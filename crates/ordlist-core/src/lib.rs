#![forbid(unsafe_code)]

//! Core: item store, category grouping, filtering, and selection.
//!
//! Everything here is synchronous and UI-agnostic. The store sequence is the
//! only persisted ordering; groups, visibility, and alignment are derived from
//! it on demand.

pub mod category;
pub mod error;
pub mod filter;
pub mod grouping;
pub mod id;
pub mod input;
pub mod item;
pub mod selection;
pub mod store;

pub use category::{CategoryLevel, CategoryModel};
pub use error::{EngineError, MoveOutcome, RejectReason, ReorderResult};
pub use filter::{FilterSpec, VisibilityCache};
pub use grouping::{AlignmentReport, Group, GroupBounds};
pub use id::StableId;
pub use input::{Modifiers, PointerEvent, PointerKind};
pub use item::{CategoryAssignment, Item, NewItem, UNCATEGORIZED};
pub use selection::Selection;
pub use store::ItemStore;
━━━━━━━━━━
◆ REQUIREMENT
"selection" is the string to look for; please copy every line of the records above where it appears.

◆ REPLY
//! Core: item store, category grouping, filtering, and selection.
pub mod selection;
pub use selection::Selection;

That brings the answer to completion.